◆ TASK PROMPT
Give a single number in reply. It is the count of lines below that contain the string "endpoint".

◆ INPUT FOR THIS TASK
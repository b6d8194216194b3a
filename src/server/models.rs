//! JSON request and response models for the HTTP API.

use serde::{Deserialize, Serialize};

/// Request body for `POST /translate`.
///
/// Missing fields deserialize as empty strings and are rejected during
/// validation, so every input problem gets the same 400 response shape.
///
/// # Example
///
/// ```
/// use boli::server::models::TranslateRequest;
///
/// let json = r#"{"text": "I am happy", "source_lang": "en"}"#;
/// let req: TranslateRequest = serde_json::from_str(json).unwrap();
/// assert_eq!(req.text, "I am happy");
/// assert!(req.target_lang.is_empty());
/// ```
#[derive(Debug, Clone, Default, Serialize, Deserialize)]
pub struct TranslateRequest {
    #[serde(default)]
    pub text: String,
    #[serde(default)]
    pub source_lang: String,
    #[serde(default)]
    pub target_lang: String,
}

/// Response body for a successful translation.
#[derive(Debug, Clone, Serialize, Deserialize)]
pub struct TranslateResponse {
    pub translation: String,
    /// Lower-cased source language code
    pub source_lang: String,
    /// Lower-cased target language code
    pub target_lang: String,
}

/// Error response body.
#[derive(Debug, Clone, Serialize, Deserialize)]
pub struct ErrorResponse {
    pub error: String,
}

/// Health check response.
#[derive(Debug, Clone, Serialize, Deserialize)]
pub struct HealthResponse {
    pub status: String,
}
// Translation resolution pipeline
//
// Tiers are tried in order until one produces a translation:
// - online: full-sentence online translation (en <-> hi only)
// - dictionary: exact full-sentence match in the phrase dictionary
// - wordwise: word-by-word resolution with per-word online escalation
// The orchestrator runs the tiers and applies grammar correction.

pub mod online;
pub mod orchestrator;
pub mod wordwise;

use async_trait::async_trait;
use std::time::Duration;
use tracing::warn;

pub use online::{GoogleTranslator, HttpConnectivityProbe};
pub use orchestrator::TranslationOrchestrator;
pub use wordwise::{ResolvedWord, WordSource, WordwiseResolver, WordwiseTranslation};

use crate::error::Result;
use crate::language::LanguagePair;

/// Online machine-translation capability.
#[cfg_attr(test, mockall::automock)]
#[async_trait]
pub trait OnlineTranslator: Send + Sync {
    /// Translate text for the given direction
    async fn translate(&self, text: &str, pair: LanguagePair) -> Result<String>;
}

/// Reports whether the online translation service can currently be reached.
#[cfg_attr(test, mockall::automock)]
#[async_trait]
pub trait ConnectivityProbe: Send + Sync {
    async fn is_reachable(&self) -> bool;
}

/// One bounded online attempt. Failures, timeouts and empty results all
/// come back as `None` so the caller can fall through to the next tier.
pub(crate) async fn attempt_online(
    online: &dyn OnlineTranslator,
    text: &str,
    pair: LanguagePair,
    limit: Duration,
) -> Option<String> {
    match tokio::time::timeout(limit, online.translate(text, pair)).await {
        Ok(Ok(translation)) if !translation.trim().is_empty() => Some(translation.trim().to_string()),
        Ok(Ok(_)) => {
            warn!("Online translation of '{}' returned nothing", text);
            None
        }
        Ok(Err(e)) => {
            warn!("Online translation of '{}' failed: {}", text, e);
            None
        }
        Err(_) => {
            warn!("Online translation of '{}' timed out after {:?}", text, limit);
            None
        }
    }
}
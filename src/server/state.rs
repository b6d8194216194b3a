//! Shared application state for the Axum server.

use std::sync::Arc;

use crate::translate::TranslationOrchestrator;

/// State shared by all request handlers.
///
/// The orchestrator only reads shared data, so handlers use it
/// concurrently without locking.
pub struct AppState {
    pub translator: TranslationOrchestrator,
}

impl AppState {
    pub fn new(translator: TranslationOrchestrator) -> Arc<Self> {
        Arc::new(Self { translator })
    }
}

* * *

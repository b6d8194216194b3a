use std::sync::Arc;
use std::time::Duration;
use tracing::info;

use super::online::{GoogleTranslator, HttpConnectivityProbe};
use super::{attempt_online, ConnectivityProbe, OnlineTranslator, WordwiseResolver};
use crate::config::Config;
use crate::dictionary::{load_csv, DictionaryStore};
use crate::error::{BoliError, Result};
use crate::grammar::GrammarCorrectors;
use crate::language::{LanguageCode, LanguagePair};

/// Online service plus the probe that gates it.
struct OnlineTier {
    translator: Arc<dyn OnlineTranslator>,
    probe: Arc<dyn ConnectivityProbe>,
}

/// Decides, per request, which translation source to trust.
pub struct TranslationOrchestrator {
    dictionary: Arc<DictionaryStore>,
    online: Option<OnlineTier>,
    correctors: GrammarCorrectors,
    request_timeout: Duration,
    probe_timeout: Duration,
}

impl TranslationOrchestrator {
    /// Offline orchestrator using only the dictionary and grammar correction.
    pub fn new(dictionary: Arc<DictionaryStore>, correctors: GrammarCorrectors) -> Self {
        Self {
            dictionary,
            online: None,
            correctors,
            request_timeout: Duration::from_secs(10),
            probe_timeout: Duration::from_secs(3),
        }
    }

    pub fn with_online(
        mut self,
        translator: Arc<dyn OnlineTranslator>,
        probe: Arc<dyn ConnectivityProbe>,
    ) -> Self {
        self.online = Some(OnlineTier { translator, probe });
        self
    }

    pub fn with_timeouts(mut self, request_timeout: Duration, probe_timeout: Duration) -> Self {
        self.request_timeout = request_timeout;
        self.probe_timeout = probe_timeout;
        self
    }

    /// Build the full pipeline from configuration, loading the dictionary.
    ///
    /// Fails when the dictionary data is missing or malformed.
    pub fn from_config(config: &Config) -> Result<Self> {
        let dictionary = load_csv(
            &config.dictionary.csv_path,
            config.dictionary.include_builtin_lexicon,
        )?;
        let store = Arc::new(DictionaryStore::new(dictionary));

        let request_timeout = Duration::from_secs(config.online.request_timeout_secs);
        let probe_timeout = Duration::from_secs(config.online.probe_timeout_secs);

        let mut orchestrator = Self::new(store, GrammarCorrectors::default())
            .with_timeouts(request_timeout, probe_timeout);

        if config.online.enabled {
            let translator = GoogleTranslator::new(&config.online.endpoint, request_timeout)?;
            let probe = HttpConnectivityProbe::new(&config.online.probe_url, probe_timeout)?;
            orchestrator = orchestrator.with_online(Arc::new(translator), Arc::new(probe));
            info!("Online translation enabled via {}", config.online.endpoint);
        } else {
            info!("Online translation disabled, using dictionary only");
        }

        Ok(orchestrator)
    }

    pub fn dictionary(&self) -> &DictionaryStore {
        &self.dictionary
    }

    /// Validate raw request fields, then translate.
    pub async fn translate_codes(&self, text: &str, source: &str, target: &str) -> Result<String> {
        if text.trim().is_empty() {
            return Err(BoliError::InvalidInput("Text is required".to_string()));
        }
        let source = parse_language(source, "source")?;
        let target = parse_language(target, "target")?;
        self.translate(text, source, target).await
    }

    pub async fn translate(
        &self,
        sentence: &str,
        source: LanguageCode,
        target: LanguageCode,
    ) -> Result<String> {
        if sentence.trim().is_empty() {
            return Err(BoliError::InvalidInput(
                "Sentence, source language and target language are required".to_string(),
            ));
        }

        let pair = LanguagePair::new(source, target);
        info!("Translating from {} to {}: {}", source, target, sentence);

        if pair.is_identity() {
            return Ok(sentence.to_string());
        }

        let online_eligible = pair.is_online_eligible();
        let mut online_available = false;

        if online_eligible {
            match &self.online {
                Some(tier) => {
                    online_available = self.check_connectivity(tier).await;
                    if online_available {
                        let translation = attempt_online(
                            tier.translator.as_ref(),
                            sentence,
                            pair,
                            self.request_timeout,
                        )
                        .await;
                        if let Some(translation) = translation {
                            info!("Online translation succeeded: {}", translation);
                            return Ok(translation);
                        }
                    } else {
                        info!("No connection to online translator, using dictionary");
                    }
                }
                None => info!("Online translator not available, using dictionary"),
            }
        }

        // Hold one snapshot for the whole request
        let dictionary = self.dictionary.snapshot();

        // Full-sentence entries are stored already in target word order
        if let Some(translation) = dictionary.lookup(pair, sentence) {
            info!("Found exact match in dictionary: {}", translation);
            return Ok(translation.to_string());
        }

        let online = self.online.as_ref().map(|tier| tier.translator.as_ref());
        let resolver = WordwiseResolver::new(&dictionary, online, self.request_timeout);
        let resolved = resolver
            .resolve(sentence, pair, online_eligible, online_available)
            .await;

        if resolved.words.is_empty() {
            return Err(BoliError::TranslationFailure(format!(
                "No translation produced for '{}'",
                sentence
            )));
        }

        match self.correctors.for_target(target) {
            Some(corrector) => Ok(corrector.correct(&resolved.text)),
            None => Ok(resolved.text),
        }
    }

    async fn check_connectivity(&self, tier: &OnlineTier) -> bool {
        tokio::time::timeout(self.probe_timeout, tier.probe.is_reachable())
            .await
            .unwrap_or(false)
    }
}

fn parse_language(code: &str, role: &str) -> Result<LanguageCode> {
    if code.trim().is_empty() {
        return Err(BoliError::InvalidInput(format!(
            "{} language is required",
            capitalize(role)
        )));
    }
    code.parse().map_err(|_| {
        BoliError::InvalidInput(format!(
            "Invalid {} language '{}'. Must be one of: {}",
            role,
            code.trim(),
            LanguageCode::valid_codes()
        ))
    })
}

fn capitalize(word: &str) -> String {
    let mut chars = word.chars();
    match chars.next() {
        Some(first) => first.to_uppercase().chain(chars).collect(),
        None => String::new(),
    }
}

---

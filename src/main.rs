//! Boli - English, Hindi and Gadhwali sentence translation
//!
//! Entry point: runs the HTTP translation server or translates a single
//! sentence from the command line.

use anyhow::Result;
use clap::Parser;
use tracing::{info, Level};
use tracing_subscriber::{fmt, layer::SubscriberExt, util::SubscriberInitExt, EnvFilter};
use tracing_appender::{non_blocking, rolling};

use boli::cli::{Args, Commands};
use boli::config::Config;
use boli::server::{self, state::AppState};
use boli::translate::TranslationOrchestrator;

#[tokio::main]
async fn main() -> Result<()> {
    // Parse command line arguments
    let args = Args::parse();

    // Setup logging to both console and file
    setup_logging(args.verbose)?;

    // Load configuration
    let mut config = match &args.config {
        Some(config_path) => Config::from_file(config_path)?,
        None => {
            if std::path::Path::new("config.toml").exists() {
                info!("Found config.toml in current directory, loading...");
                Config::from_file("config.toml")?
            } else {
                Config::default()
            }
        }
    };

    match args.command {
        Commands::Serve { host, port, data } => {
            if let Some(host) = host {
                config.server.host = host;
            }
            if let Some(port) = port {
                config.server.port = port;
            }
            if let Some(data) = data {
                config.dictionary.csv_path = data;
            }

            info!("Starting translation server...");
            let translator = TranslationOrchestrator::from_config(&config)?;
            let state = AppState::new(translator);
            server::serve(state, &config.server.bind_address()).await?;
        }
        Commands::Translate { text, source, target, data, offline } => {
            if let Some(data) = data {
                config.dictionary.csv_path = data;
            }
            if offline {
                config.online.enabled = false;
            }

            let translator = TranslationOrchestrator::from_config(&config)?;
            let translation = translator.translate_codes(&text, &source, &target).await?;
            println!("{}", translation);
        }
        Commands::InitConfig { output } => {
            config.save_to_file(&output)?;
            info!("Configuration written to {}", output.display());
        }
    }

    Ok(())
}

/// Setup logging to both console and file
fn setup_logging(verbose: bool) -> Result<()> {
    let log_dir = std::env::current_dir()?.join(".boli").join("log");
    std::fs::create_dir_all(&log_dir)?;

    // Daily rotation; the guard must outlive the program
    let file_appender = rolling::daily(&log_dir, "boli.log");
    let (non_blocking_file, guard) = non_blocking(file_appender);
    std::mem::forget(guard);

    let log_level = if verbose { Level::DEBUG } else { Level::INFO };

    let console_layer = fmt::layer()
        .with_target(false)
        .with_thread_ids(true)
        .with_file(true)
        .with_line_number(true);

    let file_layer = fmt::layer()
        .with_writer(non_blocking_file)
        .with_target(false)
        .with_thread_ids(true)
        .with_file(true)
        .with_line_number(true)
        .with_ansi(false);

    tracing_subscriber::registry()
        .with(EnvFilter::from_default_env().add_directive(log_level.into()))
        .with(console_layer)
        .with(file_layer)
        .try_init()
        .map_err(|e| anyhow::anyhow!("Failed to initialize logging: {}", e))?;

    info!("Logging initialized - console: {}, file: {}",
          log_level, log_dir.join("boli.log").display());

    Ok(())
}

◆ YOUR RESPONSE
2